El pueblo andaluz nunca debe renunciar a su propia historia como parte de sus legítimas aspiraciones. Aunque cambien los tiempos y se renueve el etnocentrismo religioso, la pretendida unidad política (o mejor decir, la uniformidad centralista), y en definitiva, el integrismo cultural, social, político y científico. Ocurre que, aún en democracia, existen calculadas argumentaciones que pretenden negar nuestro singular Medievo y, con él, salvaguardar neciamente cualquier atisbo de lo que algunos entienden es contaminación étnica, cultural y religiosa. Convirtiendo así dicho concepto recuperador, más ideológico que historiográfico, en un matiz del supremacismo español más rancio bajo dimensión extranjerizante e invasora, nacional-catolica, monárquica y centralista. En definitiva, equiparándolo a la dimensión más casposa de eso que algunos llaman identidad española, y que no esconde sino la negación de la existencia de la andaluza. Veamos.
Las hagiografías de Pelayo y sobre la Santina de Covadonga en la primera de las reconquistas, vienen a justificar un objetivo político que percibe la guerra contra un supuesto invasor forjando la primera piedra de la unidad de España y la Europa cristiana. En esta piel de toro, parece que nadie se convirtió al Islam y, de hacerlo, todos lo harían obligados; contrariamente, dicho sea con toda ironía, a cuánto a pensar y actuar observaron los caballeros cristianos castellanos a tantos judíos o moriscos. Según esta percepción, Al-Andalus representó ocho siglos denostados de una mera casualidad histórica: una visión ideológica justificatoria para una guerra de conquista que dice enlazar con el periodo visigodo e instauraba una supuesta unidad -política y religiosa- de España. Curioso es que, en aquel tiempo, nunca se usara esa palabra y, de hecho, solo fue comenzada a utilizar siglos.

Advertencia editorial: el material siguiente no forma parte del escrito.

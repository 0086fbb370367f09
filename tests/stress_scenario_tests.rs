use chrono::{Days, NaiveDate};
use regime_allocator::model::ReturnSeries;
use regime_allocator::stress::{StressScenario, StressScenarioGenerator, StressWindow};

fn series(rows: Vec<Vec<f64>>) -> ReturnSeries {
    let start = NaiveDate::from_ymd_opt(2024, 1, 1).unwrap();
    let dates = (0..rows.len())
        .map(|i| start + Days::new(i as u64))
        .collect();
    ReturnSeries::new(
        vec!["SPY".to_string(), "TLT".to_string(), "GLD".to_string()],
        dates,
        rows,
    )
    .unwrap()
}

fn sample() -> ReturnSeries {
    series(
        (0..12)
            .map(|i| {
                let x = i as f64 / 1000.0;
                vec![0.01 + x, -0.004 + x, 0.002 - x]
            })
            .collect(),
    )
}

#[test]
/// Verifies a zero-length window leaves the series exactly as it was.
fn zero_days_is_identity() {
    let base = sample();
    for scenario in [
        StressScenario::FlatShock { daily_return: -0.05 },
        StressScenario::VolatilityMultiplier { factor: 3.0 },
        StressScenario::CorrelationCollapse,
    ] {
        let g = StressScenarioGenerator::new(scenario, StressWindow::First(0));
        assert_eq!(g.stress_returns(&base), base);
    }
}

#[test]
/// Verifies a flat shock overwrites the window and leaves the rest alone,
/// without mutating the input.
fn flat_shock_overwrites_window_only() {
    let base = sample();
    let copy = base.clone();
    let g = StressScenarioGenerator::new(
        StressScenario::FlatShock { daily_return: -0.05 },
        StressWindow::First(5),
    );
    let stressed = g.stress_returns(&base);

    assert_eq!(base, copy);
    for step in 0..5 {
        assert!(stressed.row(step).iter().all(|r| *r == -0.05));
    }
    for step in 5..12 {
        assert_eq!(stressed.row(step), base.row(step));
    }
    assert_eq!(stressed.dates(), base.dates());
    assert_eq!(stressed.tickers(), base.tickers());
}

#[test]
/// Verifies the volatility multiplier scales existing returns in the window.
fn volatility_multiplier_scales_returns() {
    let base = sample();
    let g = StressScenarioGenerator::new(
        StressScenario::VolatilityMultiplier { factor: 3.0 },
        StressWindow::First(10),
    );
    let stressed = g.stress_returns(&base);
    for step in 0..10 {
        for (s, b) in stressed.row(step).iter().zip(base.row(step)) {
            assert!((s - 3.0 * b).abs() < 1e-15);
        }
    }
    assert_eq!(stressed.row(10), base.row(10));
}

#[test]
/// Verifies correlation collapse: every asset takes the day's mean return,
/// so the stressed window has perfectly correlated assets.
fn correlation_collapse_uses_cross_sectional_mean() {
    let base = sample();
    let g = StressScenarioGenerator::new(StressScenario::CorrelationCollapse, StressWindow::First(12));
    let stressed = g.stress_returns(&base);
    for step in 0..12 {
        let mean = base.row(step).iter().sum::<f64>() / 3.0;
        assert!(stressed.row(step).iter().all(|r| (r - mean).abs() < 1e-15));
    }
    let corr = stressed.correlation_matrix();
    assert!((corr[0][1] - 1.0).abs() < 1e-9);
}

#[test]
/// Verifies undefined returns are skipped when averaging a collapsed day.
fn correlation_collapse_ignores_undefined_values() {
    let base = series(vec![vec![0.02, f64::NAN, 0.04], vec![0.0, 0.0, 0.0]]);
    let g = StressScenarioGenerator::new(StressScenario::CorrelationCollapse, StressWindow::First(1));
    let stressed = g.stress_returns(&base);
    assert!(stressed.row(0).iter().all(|r| (r - 0.03).abs() < 1e-15));
}

#[test]
/// Verifies a trailing window perturbs only the final days and that a window
/// longer than the series covers all of it.
fn last_window_and_overlong_window() {
    let base = sample();
    let g = StressScenarioGenerator::new(
        StressScenario::FlatShock { daily_return: -0.1 },
        StressWindow::Last(3),
    );
    let stressed = g.stress_returns(&base);
    assert_eq!(stressed.row(8), base.row(8));
    assert!((9..12).all(|s| stressed.row(s).iter().all(|r| *r == -0.1)));

    let all = StressScenarioGenerator::new(
        StressScenario::FlatShock { daily_return: -0.1 },
        StressWindow::First(500),
    )
    .stress_returns(&base);
    assert!(all.rows().iter().flatten().all(|r| *r == -0.1));
}

#[test]
/// Verifies scenario descriptions name the window side and length.
fn descriptions_name_window() {
    let g = StressScenarioGenerator::new(
        StressScenario::FlatShock { daily_return: -0.05 },
        StressWindow::First(5),
    );
    assert_eq!(g.describe(), "-5.0% daily shock on every asset for the first 5 days");
    let g = StressScenarioGenerator::new(StressScenario::CorrelationCollapse, StressWindow::Last(10));
    assert!(g.describe().contains("last 10 days"));
}

#[test]
/// Verifies each scenario yields identical series on repeated runs, from the
/// same generator and from an equal one built separately.
fn stressed_series_are_deterministic() {
    let base = sample();
    for scenario in [
        StressScenario::FlatShock { daily_return: -0.05 },
        StressScenario::VolatilityMultiplier { factor: 3.0 },
        StressScenario::CorrelationCollapse,
    ] {
        for window in [StressWindow::First(5), StressWindow::Last(4)] {
            let g = StressScenarioGenerator::new(scenario, window);
            let first = g.stress_returns(&base);
            assert_eq!(g.stress_returns(&base), first);
            assert_eq!(StressScenarioGenerator::new(scenario, window).stress_returns(&base), first);
            assert_ne!(first, base);
        }
    }
}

Más tarde vino la segunda ola de una reconquista un 18 de julio, justificada por el patriotismo de gran parte del ejército. Hordas laicistas, separatistas y parlamentarias, según los golpistas, ponían en peligro la existencia de España. Aquel estamento castrense, que todavía hoy acompaña pasos y tronos en actitud protectora haciendo una ostentosa exhibición militarista y poco cristiana, se erigió en salvaguarda de una patria -la suya- abrazando el catolicismo más integrista y la ideología más totalitaria como elementos justificadores de su respuesta inconstitucional. Son los llamados “ritos de victoria” que aún proliferan en una semana santa cada vez más militarizada, privatizada y clasista: alimento siempre de los sectores más reaccionarios que, además, se creen embajadores del mensaje de Jesucristo.
En ambos casos citados, la distancia de lo que verdaderamente pasó con lo que dicen algunos que sucedido, no significa más que una interpretación interesada. Más ideológica que historiográfica; más fabulada que verdadera: hoy por hoy no solo es imposible -para algunos- evitar el uso de dicho concepto o reconocer su evolución, sino que siempre va unido a lo que algunos entienden como unidad nacional, restauración del catolicismo y demás ensoñaciones imperiales de carácter excluyentes y dogmáticas.
Pero hay un tercer mito que se alimenta hoy. Alimentado por el postfranquismo neofascista. Asistimos hoy a la restauración de pelayos y queipos de llanos por las esquinas. Aquel que sigue buscando el origen de España en Adán y Eva. Aquel que acusándole infundadamente de islamita o muladí, quiere descalificar a Blas Infante de la forma más islamófoba. Aquel que usa la historia como gasolina para una noche de cuchillos largos que sin pudor desean. Ese sentido belicoso y libertador con el que algunos se transforman queriendo asumir sobre sus espaldas las características únicas, supuestamente más puras y sanas de todo lo español.
Para estos tres mitos, Andalucía representa un territorio de nueva conquista de la que brota la retórica de su nueva España que solo existe en sus ensoñaciones. Empeñados en vincular la Andalucía de hoy con el infame dos de enero de los Reyes Católicos o del Santo Fernando III, su relato esconde un peligroso discurso que, además de simplista, anacrónico e impropio de una democracia en la que no creen, implica un uso perverso de unos hechos que ha traído dolor y persecución a estas tierras.
Esa falsa bandera que engatusa al electorado más reaccionario, nacionalista español y xenófobo, nunca resolverá los retos que tiene esta Andalucía ni redimirá esa España en la que solo caben ellos. Los andaluces y andaluzas somos un pueblo de paz y esperanza, que aprendiendo de los errores de la Historia quiere volver a ser lo que fuimos: una tierra que con libertad, civilización y tolerancia que irradió por sí, progreso a toda la humanidad. Pese a quien le pese.